L’on ne peut atteindre ce degré de perfection morale et cette altitude poétique que si l’on médite sur les choses de la fin et que l’on s’imprègne de l’âme des anciens; Benoît, qui a traduit ces vers, s’entraînait à la mort par la philosophie et vivait dans la magnificence de la langue latine – son grand amour –, en constante communion avec les anciens. D’ailleurs, peu d’hommes m’auront fait sentir autant que lui la réalité de la Communion des saints.

Benoît avait aussi ses faiblesses. Il aurait pu faire sien le mot de Grégoire de Nazianze : «D’autres ont un autre point faible; le nôtre, c’est l’amitié et les amis.» Qui d’entre nous ne doit quelque chose à Benoît, à ce doux créancier qui n’a jamais présenté de note à personne? Et ce n’est que le début: il continue là-haut d’être ce qu’il était ici-bas. «C’est d’espérance qu’il s’agit dans la véritable amitié, écrivait Benoît. À savoir une certaine façon de regarder l’autre dans la durée, avec une attention qui défie le temps ou plutôt qui le transcende. […] C’est parce qu’il y a encore de par le monde, en ces temps déboussolés, l’espérance vissée au fond du cœur de certaines personnes que l’on est encore capable de chanter, de sourire et de contempler le futur des choses.»

Sur sa couche, agonisant, Benoît m’a dit d’une voix trop paisible pour appartenir à la terre : «Je vais rejoindre tous mes amis…» Quelques noms me vinrent, qu’il répétait après moi avec une délectation surnaturelle, comme s’il contemplait déjà leurs visages : «Buridan, Thomas d’Aquin, Albert le Grand, Padre Pio, Jeanne d’Arc, Jérôme, le Frère André…»

Ses ultimes paroles furent un Pater et un Ave Maria. Nous étions à son chevet, il somnolait depuis des heures, assommé par la médication. Nous fîmes le signe de la croix. Alors notre ami, les paupières closes, ramassant ses dernières énergies – nous le voyions lutter –, se signa et prononça les syllabes sacrées : «Au nom du Père, du Fils et du Saint-Esprit», puis il récita les deux prières jusqu’au bout. Il n’y avait plus là de maladie, d’angoisse, de mort, mais rien qu’une âme en présence du Dieu vivant.
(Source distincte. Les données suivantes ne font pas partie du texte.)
//! Property tests for arithmetic, stack and call semantics.

use emu16::{Cpu, Instruction, Memory, Opcode, Width};
use proptest::prelude::*;

const W: Width = Width::Word;
const B: Width = Width::Byte;

fn emit(code: &mut Vec<u8>, opcode: Opcode, width: Width, immediate: bool, r1: u8, r2: u8) {
    let word = Instruction::new(opcode, width, immediate, r1, r2).encode();
    code.extend(word.to_be_bytes());
}

fn set_word(code: &mut Vec<u8>, reg: u8, val: u16) {
    emit(code, Opcode::Set, W, true, reg, 0);
    code.extend(val.to_be_bytes());
}

fn run(code: &[u8], sp: u16) -> Cpu<Vec<u8>> {
    let mut cpu = Cpu::with_output(Memory::from_image(code).unwrap(), Memory::new(), Vec::new());
    cpu.regs.sp = sp;
    cpu.run().unwrap();
    assert!(cpu.is_halted());
    cpu
}

fn binary(op: Opcode, a: u16, b: u16) -> Cpu<Vec<u8>> {
    let mut code = Vec::new();
    set_word(&mut code, 0, a);
    set_word(&mut code, 1, b);
    emit(&mut code, op, W, false, 0, 1);
    emit(&mut code, Opcode::Stop, B, false, 0, 0);
    run(&code, 0)
}

proptest! {
    #[test]
    fn add_wraps_and_sets_carry(a: u16, b: u16) {
        let cpu = binary(Opcode::Add, a, b);
        let sum = a as u32 + b as u32;
        prop_assert_eq!(cpu.regs.gp(0) as u32, sum % 65536);
        prop_assert_eq!(cpu.regs.flags.carry(), sum > 0xFFFF);
        prop_assert_eq!(cpu.regs.flags.zero(), sum % 65536 == 0);
    }

    #[test]
    fn sub_sets_negative_when_smaller(a: u16, b: u16) {
        let cpu = binary(Opcode::Sub, a, b);
        prop_assert_eq!(cpu.regs.gp(0), a.wrapping_sub(b));
        prop_assert_eq!(cpu.regs.flags.negative(), a < b);
        prop_assert_eq!(cpu.regs.flags.zero(), a == b);
    }

    #[test]
    fn mul_splits_product(a: u16, b: u16) {
        let cpu = binary(Opcode::Mul, a, b);
        let prod = a as u32 * b as u32;
        prop_assert_eq!(cpu.regs.gp(0), prod as u16);
        prop_assert_eq!(cpu.regs.gp(1), (prod >> 16) as u16);
        prop_assert_eq!(cpu.regs.flags.overflow(), (prod >> 16) != 0);
        prop_assert_eq!(cpu.regs.flags.zero(), prod == 0);
    }

    #[test]
    fn div_satisfies_identity(a: u16, b in 1u16..) {
        let cpu = binary(Opcode::Div, a, b);
        let (q, r) = (cpu.regs.gp(0) as u32, cpu.regs.gp(1) as u32);
        prop_assert_eq!(q * b as u32 + r, a as u32);
        prop_assert!(r < b as u32);
        prop_assert_eq!(cpu.regs.flags.carry(), r != 0);
    }

    #[test]
    fn push_pull_word_restores(val: u16, sp in 0u16..0xFF00) {
        let mut code = Vec::new();
        set_word(&mut code, 2, val);
        emit(&mut code, Opcode::Push, W, false, 2, 0);
        set_word(&mut code, 2, !val);
        emit(&mut code, Opcode::Pull, W, false, 2, 0);
        emit(&mut code, Opcode::Stop, B, false, 0, 0);

        let cpu = run(&code, sp);
        prop_assert_eq!(cpu.regs.gp(2), val);
        prop_assert_eq!(cpu.regs.sp, sp);
    }

    #[test]
    fn push_pull_byte_restores(val: u16, sp in 0u16..0xFF00) {
        // Round-trip through the high byte of r3, leaving the low byte alone
        let mut code = Vec::new();
        set_word(&mut code, 3, val);
        emit(&mut code, Opcode::Push, B, false, 7, 0);
        emit(&mut code, Opcode::Set, B, true, 7, 0);
        code.push(!(val >> 8) as u8);
        emit(&mut code, Opcode::Pull, B, false, 7, 0);
        emit(&mut code, Opcode::Stop, B, false, 0, 0);

        let cpu = run(&code, sp);
        prop_assert_eq!(cpu.regs.gp(3), val);
        prop_assert_eq!(cpu.regs.sp, sp);
    }

    #[test]
    fn call_then_retf_resumes_after_call(target in 6u16..0xFFF0, sp in 0u16..0xFF00) {
        // 0: CALL #target ; 4: STOP ; target: RETF
        let mut code = vec![0u8; target as usize + 2];
        let mut head = Vec::new();
        emit(&mut head, Opcode::Call, W, true, 0, 0);
        head.extend(target.to_be_bytes());
        emit(&mut head, Opcode::Stop, B, false, 0, 0);
        code[..head.len()].copy_from_slice(&head);

        let mut retf = Vec::new();
        emit(&mut retf, Opcode::Retf, W, false, 0, 0);
        code[target as usize..].copy_from_slice(&retf);

        let cpu = run(&code, sp);
        prop_assert_eq!(cpu.regs.pc, 6);
        prop_assert_eq!(cpu.regs.sp, sp);
        prop_assert_eq!(cpu.cycles, 3);
    }
}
Avant d’entrer dans l’ambulance qui devait l’éloigner pour toujours de son «beau Longueuil», comme il l’a chanté ce matin-là, Benoît m’a demandé, d’un ton gamin, l’œil vif, la joie au cœur : «Quand est-ce qu’on se voit?…»

Je peux lui répondre aujourd’hui : Dans l’Éternité, mon ami.

* Oraison prononcée aux funérailles de Benoît Patar, en la Cathédrale Saint-Antoine-de-Padoue de Longueuil, le 3 mai 2023.